%%

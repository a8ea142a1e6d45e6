//! Turning schema checker output into findings.
//!
//! A non-indented line starts a finding. Indented lines either carry a
//! `path:line:column` position or extra context for the current finding.

use once_cell::sync::Lazy;
use regex::Regex;
use serde_json::{json, Value};
use specforge_core::{SourceLocation, ValidationFinding};

use crate::tool::ToolOutput;

static POSITION: Lazy<Regex> = Lazy::new(|| {
    Regex::new(r"^(?P<file>[^\s:][^:]*?):(?P<line>\d+)(?::(?P<col>\d+))?:?$")
        .expect("Invalid position regex")
});

#[derive(Debug, Default)]
struct Pending {
    message: String,
    location: Option<SourceLocation>,
    locations: Vec<Value>,
    context: Vec<String>,
}

impl Pending {
    fn finish(self) -> ValidationFinding {
        let mut finding = ValidationFinding::schema(self.message);
        if let Some(location) = self.location {
            finding = finding.with_location(location);
        }
        if !self.locations.is_empty() || !self.context.is_empty() {
            let mut details = serde_json::Map::new();
            if !self.locations.is_empty() {
                details.insert("locations".to_string(), Value::Array(self.locations));
            }
            if !self.context.is_empty() {
                details.insert("context".to_string(), json!(self.context));
            }
            finding = finding.with_details(Value::Object(details));
        }
        finding
    }
}

/// Parse one position line. Paths are reported relative to the project
/// workspace, so a leading `./` is dropped.
pub fn parse_position(line: &str) -> Option<SourceLocation> {
    let caps = POSITION.captures(line.trim())?;
    let file = caps.name("file")?.as_str();
    let file = file.strip_prefix("./").unwrap_or(file);
    Some(SourceLocation {
        file: file.to_string(),
        line: caps.name("line").and_then(|m| m.as_str().parse().ok()),
        column: caps.name("col").and_then(|m| m.as_str().parse().ok()),
    })
}

/// Split checker output into schema findings.
///
/// Returns at least one finding: when nothing parsable is found, a single
/// finding names the tool and its exit code.
pub fn parse_diagnostics(tool: &str, output: &ToolOutput) -> Vec<ValidationFinding> {
    let mut findings = Vec::new();
    let mut current: Option<Pending> = None;

    for line in output.diagnostics().lines() {
        if line.trim().is_empty() {
            continue;
        }
        let indented = line.starts_with(char::is_whitespace);
        if !indented {
            if let Some(done) = current.take() {
                findings.push(done.finish());
            }
            current = Some(Pending {
                message: line.trim_end().to_string(),
                ..Pending::default()
            });
            continue;
        }

        let Some(pending) = current.as_mut() else {
            // Indented text before any message line starts its own finding.
            current = Some(Pending {
                message: line.trim().to_string(),
                ..Pending::default()
            });
            continue;
        };
        match parse_position(line) {
            Some(location) => {
                pending.locations.push(json!({
                    "file": location.file,
                    "line": location.line,
                    "column": location.column,
                }));
                if pending.location.is_none() {
                    pending.location = Some(location);
                }
            }
            None => pending.context.push(line.trim().to_string()),
        }
    }
    if let Some(done) = current.take() {
        findings.push(done.finish());
    }

    if findings.is_empty() {
        let code = output
            .exit_code
            .map_or_else(|| "a signal".to_string(), |c| format!("code {c}"));
        findings.push(
            ValidationFinding::schema(format!("{tool} failed with {code} and no diagnostics"))
                .with_details(json!({ "exit_code": output.exit_code })),
        );
    }
    findings
}

#[cfg(test)]
mod tests {
    use super::*;
    use specforge_core::FindingKind;
    use std::time::Duration;

    fn failed(stderr: &str) -> ToolOutput {
        ToolOutput {
            stdout: String::new(),
            stderr: stderr.to_string(),
            exit_code: Some(1),
            duration: Duration::ZERO,
        }
    }

    #[test]
    fn test_conflict_with_positions() {
        let stderr = "x: conflicting values 2 and 1:\n    ./a.cue:1:4\n    ./b.cue:1:4\n";
        let findings = parse_diagnostics("cue", &failed(stderr));
        assert_eq!(findings.len(), 1);

        let finding = &findings[0];
        assert_eq!(finding.kind, FindingKind::Schema);
        assert_eq!(finding.message, "x: conflicting values 2 and 1:");
        let location = finding.location.as_ref().unwrap();
        assert_eq!(location.file, "a.cue");
        assert_eq!(location.line, Some(1));
        assert_eq!(location.column, Some(4));
        let details = finding.details.as_ref().unwrap();
        assert_eq!(details["locations"].as_array().unwrap().len(), 2);
    }

    #[test]
    fn test_multiple_findings_and_context() {
        let stderr = "a: incomplete value\n    some context\nb: bad\n    b.cue:3:1\n";
        let findings = parse_diagnostics("cue", &failed(stderr));
        assert_eq!(findings.len(), 2);
        assert!(findings[0].location.is_none());
        assert_eq!(
            findings[0].details.as_ref().unwrap()["context"][0],
            "some context"
        );
        assert_eq!(findings[1].location.as_ref().unwrap().line, Some(3));
    }

    #[test]
    fn test_empty_output_falls_back_to_exit_code() {
        let findings = parse_diagnostics("cue", &failed("  \n"));
        assert_eq!(findings.len(), 1);
        assert!(findings[0].message.contains("code 1"));
        assert_eq!(findings[0].details.as_ref().unwrap()["exit_code"], 1);
    }

    #[test]
    fn test_parse_position_variants() {
        let loc = parse_position("  spec.cue:12").unwrap();
        assert_eq!(loc.file, "spec.cue");
        assert_eq!(loc.line, Some(12));
        assert_eq!(loc.column, None);
        assert!(parse_position("  not a position").is_none());
    }
}
//! Error types for SPECFORGE operations

use crate::{EventId, ProjectId, SpecHash};
use serde::{Deserialize, Serialize};
use thiserror::Error;
use uuid::Uuid;

/// Entity type discriminator used in storage errors.
#[derive(Debug, Clone, Copy, PartialEq, Eq, Hash, Serialize, Deserialize)]
pub enum EntityType {
    Project,
    Fragment,
    Version,
    Event,
}

/// Storage layer errors.
#[derive(Debug, Clone, Error, PartialEq, Eq)]
pub enum StorageError {
    #[error("Entity not found: {entity_type:?} with id {id}")]
    NotFound { entity_type: EntityType, id: Uuid },

    #[error("Insert failed for {entity_type:?}: {reason}")]
    InsertFailed { entity_type: EntityType, reason: String },

    #[error("{entity_type:?} {id} does not belong to project {project_id}")]
    ForeignEntity {
        entity_type: EntityType,
        id: Uuid,
        project_id: ProjectId,
    },

    #[error("Transaction failed: {reason}")]
    TransactionFailed { reason: String },

    #[error("Storage lock poisoned")]
    LockPoisoned,
}

/// Event log errors. These are caller-input errors, not validation findings.
#[derive(Debug, Clone, Error, PartialEq, Eq)]
pub enum EventLogError {
    #[error("Event {event_id} references spec hash {spec_hash} with no version in project {project_id}")]
    OrphanSpecHash {
        event_id: EventId,
        project_id: ProjectId,
        spec_hash: SpecHash,
    },

    #[error("Event {event_id} is the current head of project {project_id} and cannot be reverted")]
    HeadEventRevert {
        event_id: EventId,
        project_id: ProjectId,
    },

    #[error("Invalid event type: {reason}")]
    InvalidEventType { reason: String },
}

/// Configuration errors.
#[derive(Debug, Clone, Error, PartialEq, Eq)]
pub enum ConfigError {
    #[error("Invalid value for {field}: {value} - {reason}")]
    InvalidValue {
        field: String,
        value: String,
        reason: String,
    },

    #[error("Failed to parse configuration: {reason}")]
    Parse { reason: String },
}

/// External tool invocation errors.
#[derive(Debug, Clone, Error, PartialEq, Eq)]
pub enum ToolError {
    #[error("Failed to spawn {program}: {reason}")]
    SpawnFailed { program: String, reason: String },

    #[error("{program} timed out after {timeout_ms}ms")]
    TimedOut { program: String, timeout_ms: u64 },

    #[error("I/O error while running {program}: {reason}")]
    Io { program: String, reason: String },
}

/// Master error type for all SPECFORGE errors.
#[derive(Debug, Clone, Error, PartialEq, Eq)]
pub enum ForgeError {
    #[error("Storage error: {0}")]
    Storage(#[from] StorageError),

    #[error("Event log error: {0}")]
    EventLog(#[from] EventLogError),

    #[error("Config error: {0}")]
    Config(#[from] ConfigError),
}

/// Result type alias for SPECFORGE operations.
pub type ForgeResult<T> = Result<T, ForgeError>;

// =============================================================================
// TESTS
// =============================================================================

%%

Above are the entries; copy out every line among them that contains the word "Duration".

• **Reply**:
    use std::time::Duration;
            duration: Duration::ZERO,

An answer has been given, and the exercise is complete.